### Entries supplied:
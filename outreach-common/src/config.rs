//! Bootstrap configuration loading
//!
//! The TOML file only carries what the service needs before it can open the
//! database: listen address, database path, outbound email settings and
//! logging. Resolution priority for the config file location:
//! 1. Command-line argument (highest priority)
//! 2. Environment variable
//! 3. Per-user config file, then system-wide config file
//! 4. Compiled defaults (no file at all)

use crate::{Error, Result};
use serde::{Deserialize, Serialize};
use std::path::{Path, PathBuf};
use tracing::{info, warn};

/// Environment variable naming an explicit config file
pub const CONFIG_PATH_ENV: &str = "OUTREACH_CONFIG";

/// Environment variable holding the outbound email API key
pub const EMAIL_API_KEY_ENV: &str = "OUTREACH_EMAIL_API_KEY";

/// Environment variable overriding the public site URL
pub const SITE_URL_ENV: &str = "OUTREACH_SITE_URL";

/// Bootstrap configuration loaded from TOML file
#[derive(Debug, Clone, Serialize, Deserialize)]
pub struct TomlConfig {
    /// Path to SQLite database file
    #[serde(default = "default_database_path")]
    pub database_path: PathBuf,

    /// Address the HTTP server binds to
    #[serde(default = "default_bind_address")]
    pub bind_address: String,

    /// HTTP server port
    #[serde(default = "default_port")]
    pub port: u16,

    /// Public site used to build listing and unsubscribe links
    #[serde(default = "default_site_url")]
    pub site_url: String,

    /// Minimum spacing between two outbound sends, in milliseconds
    #[serde(default = "default_send_delay_ms")]
    pub send_delay_ms: u64,

    /// Mailbox prospects are invited to reply to
    #[serde(default = "default_reply_to")]
    pub reply_to: String,

    /// Phone number advertised in demo invitations
    #[serde(default)]
    pub demo_phone_number: Option<String>,

    /// Outbound email provider settings
    #[serde(default)]
    pub email: EmailConfig,

    /// Logging configuration
    #[serde(default)]
    pub logging: LoggingConfig,
}

/// Outbound email provider settings
#[derive(Debug, Clone, Serialize, Deserialize)]
pub struct EmailConfig {
    /// Provider endpoint accepting a SendGrid v3 style JSON payload
    #[serde(default = "default_email_api_url")]
    pub api_url: String,

    /// Bearer token; sends fail with "not configured" when absent
    #[serde(default)]
    pub api_key: Option<String>,

    #[serde(default = "default_reply_to")]
    pub from_email: String,

    #[serde(default = "default_from_name")]
    pub from_name: String,

    /// Per-request timeout
    #[serde(default = "default_email_timeout_secs")]
    pub timeout_secs: u64,
}

/// Logging configuration
#[derive(Debug, Clone, Serialize, Deserialize)]
pub struct LoggingConfig {
    /// Log level (trace, debug, info, warn, error)
    #[serde(default = "default_log_level")]
    pub level: String,
}

impl Default for TomlConfig {
    fn default() -> Self {
        Self {
            database_path: default_database_path(),
            bind_address: default_bind_address(),
            port: default_port(),
            site_url: default_site_url(),
            send_delay_ms: default_send_delay_ms(),
            reply_to: default_reply_to(),
            demo_phone_number: None,
            email: EmailConfig::default(),
            logging: LoggingConfig::default(),
        }
    }
}

impl Default for EmailConfig {
    fn default() -> Self {
        Self {
            api_url: default_email_api_url(),
            api_key: None,
            from_email: default_reply_to(),
            from_name: default_from_name(),
            timeout_secs: default_email_timeout_secs(),
        }
    }
}

impl Default for LoggingConfig {
    fn default() -> Self {
        Self {
            level: default_log_level(),
        }
    }
}

fn default_database_path() -> PathBuf {
    default_data_folder().join("outreach.db")
}

fn default_bind_address() -> String {
    "127.0.0.1".to_string()
}

fn default_port() -> u16 {
    5790
}

fn default_site_url() -> String {
    "https://greenline365.com".to_string()
}

fn default_send_delay_ms() -> u64 {
    200
}

fn default_reply_to() -> String {
    "greenline365help@gmail.com".to_string()
}

fn default_from_name() -> String {
    "GreenLine365".to_string()
}

fn default_email_api_url() -> String {
    "https://api.sendgrid.com/v3/mail/send".to_string()
}

fn default_email_timeout_secs() -> u64 {
    30
}

fn default_log_level() -> String {
    "info".to_string()
}

/// OS-dependent default data folder
fn default_data_folder() -> PathBuf {
    dirs::data_local_dir()
        .map(|d| d.join("outreach"))
        .unwrap_or_else(|| PathBuf::from("./outreach_data"))
}

/// Locate the config file following the priority order above
///
/// Returns `None` when no candidate exists; callers fall back to defaults.
pub fn resolve_config_path(cli_arg: Option<&Path>) -> Option<PathBuf> {
    if let Some(path) = cli_arg {
        return Some(path.to_path_buf());
    }

    if let Ok(path) = std::env::var(CONFIG_PATH_ENV) {
        if !path.trim().is_empty() {
            return Some(PathBuf::from(path));
        }
    }

    let user_config = dirs::config_dir().map(|d| d.join("outreach").join("config.toml"));
    if let Some(path) = user_config {
        if path.exists() {
            return Some(path);
        }
    }

    let system_config = PathBuf::from("/etc/outreach/config.toml");
    if system_config.exists() {
        return Some(system_config);
    }

    None
}

/// Parse a TOML config file
pub fn load_toml_config(path: &Path) -> Result<TomlConfig> {
    let content = std::fs::read_to_string(path)
        .map_err(|e| Error::Config(format!("Read {} failed: {}", path.display(), e)))?;
    toml::from_str(&content)
        .map_err(|e| Error::Config(format!("Parse {} failed: {}", path.display(), e)))
}

/// Load configuration, degrading to defaults when the file is missing
///
/// A file that exists but fails to parse is still an error: silently
/// ignoring a typo would send mail with the wrong settings.
pub fn load_config(cli_arg: Option<&Path>) -> Result<TomlConfig> {
    let mut config = match resolve_config_path(cli_arg) {
        Some(path) if path.exists() => {
            info!("Loading config from {}", path.display());
            load_toml_config(&path)?
        }
        Some(path) => {
            warn!("Config file {} not found, using defaults", path.display());
            TomlConfig::default()
        }
        None => {
            warn!("No config file found, using defaults");
            TomlConfig::default()
        }
    };

    apply_env_overrides(&mut config);
    Ok(config)
}

/// Environment variables win over values read from the file
pub fn apply_env_overrides(config: &mut TomlConfig) {
    if let Ok(key) = std::env::var(EMAIL_API_KEY_ENV) {
        if !key.trim().is_empty() {
            config.email.api_key = Some(key);
        }
    }

    if let Ok(url) = std::env::var(SITE_URL_ENV) {
        if !url.trim().is_empty() {
            config.site_url = url.trim_end_matches('/').to_string();
        }
    }
}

### Work instructions:
Every line above that holds the string "join" should be returned.

### Reply:
    default_data_folder().join("outreach.db")
        .map(|d| d.join("outreach"))
    let user_config = dirs::config_dir().map(|d| d.join("outreach").join("config.toml"));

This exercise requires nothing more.